- Born: August 16, 1952 (age 74) Nuremberg, Germany
- Education: Stanford University
- Known for: Information visualization, Interactive visual analysis, Information visualization reference model, Visual analytics
- Awards: IEEE Visualization Technical Achievement Award, ACM Distinguished Member, IEEE Visual Languages 1998 Best Paper Award
- Scientific career
- Fields: Computer science, human–computer interaction, information visualization
- Doctoral advisor: Michael Genesereth

= Jock D. Mackinlay =

American information visualization expert

Jock D. Mackinlay (born August 16, 1952) is an American information visualization expert and Vice President of Research and Design at Tableau Software. With Stuart Card, George G. Robertson and others he invented a number of information visualization techniques.

== Education ==
Jock Mackinlay was born in Nuremberg, Germany, and received his BA in mathematics and computer science from UC Berkeley in 1975 and his PhD in computer science from Stanford University in 1986, where he pioneered the automatic design of graphical presentations of relational information.

== Career ==
In 1976, Mackinlay started working as a systems analyst for the Bank of America in San Francisco. In 1977 he became a systems analyst at Minimax Research Corporation. From 1979 to 1986 he was a research assistant at Stanford University while getting his PhD. In 1986 he joined Xerox PARC, where he collaborated with the User Interface Research Group to develop many novel applications of computer graphics for information access, coining the term "information visualization". Much of the fruits of this research can be seen in his 1999 published book, Readings in Information Visualization: Using Vision to Think, written and edited with Stuart Card and Ben Shneiderman.

In 2000, Mackinlay took a year-long sabbatical from Xerox PARC to work as a visiting professor at Aarhus University in Denmark, where he taught courses in Information Visualization and User Interfaces of Mobile Devices (co-taught with Polle Zellweger).

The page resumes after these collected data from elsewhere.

/// A name that something gets bound to: class, function or variable.
pub fn validate_binding_name(name: &str) -> Result<(), ValidationError> {
  let name = name.trim();
  if name.is_empty() {
    return Err(ValidationError::EmptyName);
  }
  if is_reserved_word(name) {
    return Err(ValidationError::ReservedWord(name.to_string()));
  }
  if is_numeric(name) {
    return Err(ValidationError::NumericName(name.to_string()));
  }
  if !is_identifier(name) {
    return Err(ValidationError::InvalidName(name.to_string()));
  }
  Ok(())
}

/// Like [`validate_binding_name`], but an empty name is allowed: the
/// literal is then emitted as a bare expression.
pub fn validate_return_variable(name: &str) -> Result<(), ValidationError> {
  if name.trim().is_empty() {
    Ok(())
  } else {
    validate_binding_name(name)
  }
}

fn clean_names(names: &[String]) -> Vec<String> {
  names
    .iter()
    .map(|name| name.trim())
    .filter(|name| !name.is_empty())
    .map(str::to_string)
    .collect()
}

// ── Token list editing ──────────────────────────────────────────────

#[derive(Debug, Clone, Default, PartialEq, Eq)]
pub struct TokenListEditor {
  pub tokens: Vec<Token>,
  pub selected: Option<usize>,
}

impl From<Vec<Token>> for TokenListEditor {
  fn from(tokens: Vec<Token>) -> Self {
    Self {
      tokens,
      selected: None,
    }
  }
}

impl TokenListEditor {
  /// Appends an UNDEFINED placeholder and selects it.
  pub fn push_placeholder(&mut self) {
    self.tokens.push(Token::undefined());
    self.selected = Some(self.tokens.len() - 1);
  }

  pub fn select(&mut self, index: usize) -> Result<(), BlockError> {
    if index >= self.tokens.len() {
      return Err(BlockError::TokenOutOfRange {
        index,
        len: self.tokens.len(),
      });
    }
    self.selected = Some(index);
    Ok(())
  }

  fn selected_index(&self) -> Result<usize, BlockError> {
    self
      .selected
      .filter(|&index| index < self.tokens.len())
      .ok_or(BlockError::NoTokenSelected)
  }

  pub fn set_selected(&mut self, token: Token) -> Result<(), BlockError> {
    let index = self.selected_index()?;
    self.tokens[index] = token;
    Ok(())
  }

  pub fn remove_selected(&mut self) -> Result<Token, BlockError> {
    let index = self.selected_index()?;
    let token = self.tokens.remove(index);
    self.selected = None;
    Ok(token)
  }

  pub fn replace_from_text(&mut self, text: &str) -> Result<(), BlockError> {
    self.tokens = parse_tokens(text)?;
    self.selected = None;
    Ok(())
  }
}

// ── Make variable ───────────────────────────────────────────────────

/// Literal built by the "make variable" palette.
#[derive(Debug, Clone, Copy, PartialEq, Eq)]
pub enum MakeTarget {
  List,
  Tuple,
  Set,
  Dictionary,
  Range,
  Enumerate,
}

impl MakeTarget {
  pub const ALL: [MakeTarget; 6] = [
    MakeTarget::List,
    MakeTarget::Tuple,
    MakeTarget::Set,
    MakeTarget::Dictionary,
    MakeTarget::Range,
    MakeTarget::Enumerate,
  ];

  pub fn as_str(self) -> &'static str {
    match self {
      MakeTarget::List => "list",
      MakeTarget::Tuple => "tuple",
      MakeTarget::Set => "set",
      MakeTarget::Dictionary => "dictionary",
      MakeTarget::Range => "range",
      MakeTarget::Enumerate => "enumerate",
    }
  }
}

impl fmt::Display for MakeTarget {
  fn fmt(&self, f: &mut fmt::Formatter<'_>) -> fmt::Result {
    f.write_str(self.as_str())
  }
}

impl FromStr for MakeTarget {
  type Err = BlockError;

  fn from_str(s: &str) -> Result<Self, Self::Err> {
    let name = s.trim().to_ascii_lowercase();
    Self::ALL
      .into_iter()
      .find(|target| {
        target.as_str() == name
          || (name == "dict" && *target == MakeTarget::Dictionary)
      })
      .ok_or_else(|| {
        BlockError::InvalidCommand(format!("unknown literal: {s}"))
      })
  }
}

/// `range(stop)`, `range(start, stop)` or `range(start, stop, step)`.
#[derive(Debug, Clone, Default, PartialEq, Eq)]
pub struct RangeParams {
  pub start: Option<String>,
  pub stop: String,
  pub step: Option<String>,
}

impl RangeParams {
  fn validate(&self) -> Result<(), ValidationError> {
    let params = [
      ("start", self.start.as_deref()),
      ("stop", Some(self.stop.as_str())),
      ("step", self.step.as_deref()),
    ];
    for (name, value) in params {
      let Some(value) = value else { continue };
      let value = value.trim();
      if value.is_empty() {
        return Err(ValidationError::EmptyRangeParameter(name));
      }
      if value.parse::<i64>().is_err() {
        return Err(ValidationError::NonNumericRangeParameter {
          name,
          value: value.to_string(),
        });
      }
    }
    Ok(())
  }

  fn to_call(&self) -> String {
    let stop = self.stop.trim();
    match (&self.start, &self.step) {
      (None, None) => format!("range({stop})"),
      (Some(start), None) => format!("range({}, {stop})", start.trim()),
      (start, Some(step)) => format!(
        "range({}, {stop}, {})",
        start.as_deref().map(str::trim).unwrap_or("0"),
        step.trim()
      ),
    }
  }
}

#[derive(Debug, Clone, PartialEq, Eq)]
pub struct MakeVariableForm {
  pub target: MakeTarget,
  pub return_variable: String,
  /// Elements of a list, tuple or set.
  pub items: Vec<String>,
  /// Key/value pairs of a dictionary.
  pub entries: Vec<(String, String)>,
  pub range: RangeParams,
  /// Argument of `enumerate`.
  pub iterable: String,
  pub start: Option<String>,
}

impl MakeVariableForm {
  pub fn new(target: MakeTarget) -> Self {
    Self {
      target,
      return_variable: String::new(),
      items: Vec::new(),
      entries: Vec::new(),
      range: RangeParams::default(),
      iterable: String::new(),
      start: None,
    }
  }

  pub fn validate(&self) -> Result<(), ValidationError> {
    validate_return_variable(&self.return_variable)?;
    match self.target {
      MakeTarget::Range => self.range.validate(),
      MakeTarget::Enumerate if self.iterable.trim().is_empty() => {
        Err(ValidationError::MissingIterable)
      }
      _ => Ok(()),
    }
  }

  fn elements(&self) -> String {
    clean_names(&self.items).join(", ")
  }

  /// The literal as a single token.
  pub fn literal(&self) -> Token {
    match self.target {
      MakeTarget::List => {
        Token::new(TokenType::List, format!("[{}]", self.elements()))
      }
      MakeTarget::Tuple => {
        let items = clean_names(&self.items);
        let text = match items.as_slice() {
          [single] => format!("({single},)"),
          _ => format!("({})", items.join(", ")),
        };
        Token::new(TokenType::Tuple, text)
      }
      MakeTarget::Set if clean_names(&self.items).is_empty() => {
        Token::call("set()")
      }
      MakeTarget::Set => {
        Token::new(TokenType::Set, format!("{{{}}}", self.elements()))
      }
      MakeTarget::Dictionary => {
        let entries = self
          .entries
          .iter()
          .map(|(key, value)| format!("{}: {}", key.trim(), value.trim()))
          .collect::<Vec<_>>()
          .join(", ");
        Token::new(TokenType::Dictionary, format!("{{{entries}}}"))
      }
      MakeTarget::Range => Token::call(self.range.to_call()),
      MakeTarget::Enumerate => {
        let iterable = self.iterable.trim();
        match self.start.as_deref().map(str::trim) {
          Some(start) if !start.is_empty() => {
            Token::call(format!("enumerate({iterable}, {start})"))
          }
          _ => Token::call(format!("enumerate({iterable})")),
        }
      }
    }
  }

  /// `ret = <literal>`, or the bare literal without a return variable.
  pub fn tokens(&self) -> Vec<Token> {
    let name = self.return_variable.trim();
    if name.is_empty() {
      vec![self.literal()]
    } else {
      vec![Token::variable(name), Token::assign("="), self.literal()]
    }
  }
}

In 2003, Mackinlay was on Chris Stolte's dissertation committee at Stanford along with Professor Pat Hanrahan. Stolte and Hanrahan had extended Mackinlay's dissertation to a formal specification language that combines query, analysis, and visualization into a single framework. They went on to found Tableau Software after Stolte graduated. Mackinlay joined Tableau Software in 2004 as Director of Visual Analysis. He holds numerous patents in user interfaces and visual analysis.

== Research and awards ==
Mackinlay has been an active member of the academic research community since the late 1980s. He was UIST'91 program chair and UIST'92 conference chair, and was papers co-chair for CHI'96. He was also on the editorial boards for ACM TOCHI (1997-2003) and IEEE CG&A (2004-6).

He has received many awards for his work, including the best paper award at IEEE Visual Languages 1998 (co-authored with Polle Zellweger, Bay-Wei Chang, and Takeo Igarashi). In 2005, Mackinlay won DMReview's data visualization competition. In 2009, he received the Visualization Technical Achievement Award from the IEEE Visualization and Graphics Technical Committee for his seminal technical work on automatic presentation tools and new visual metaphors for information visualization. Mackinlay became an ACM Distinguished Member in 2013.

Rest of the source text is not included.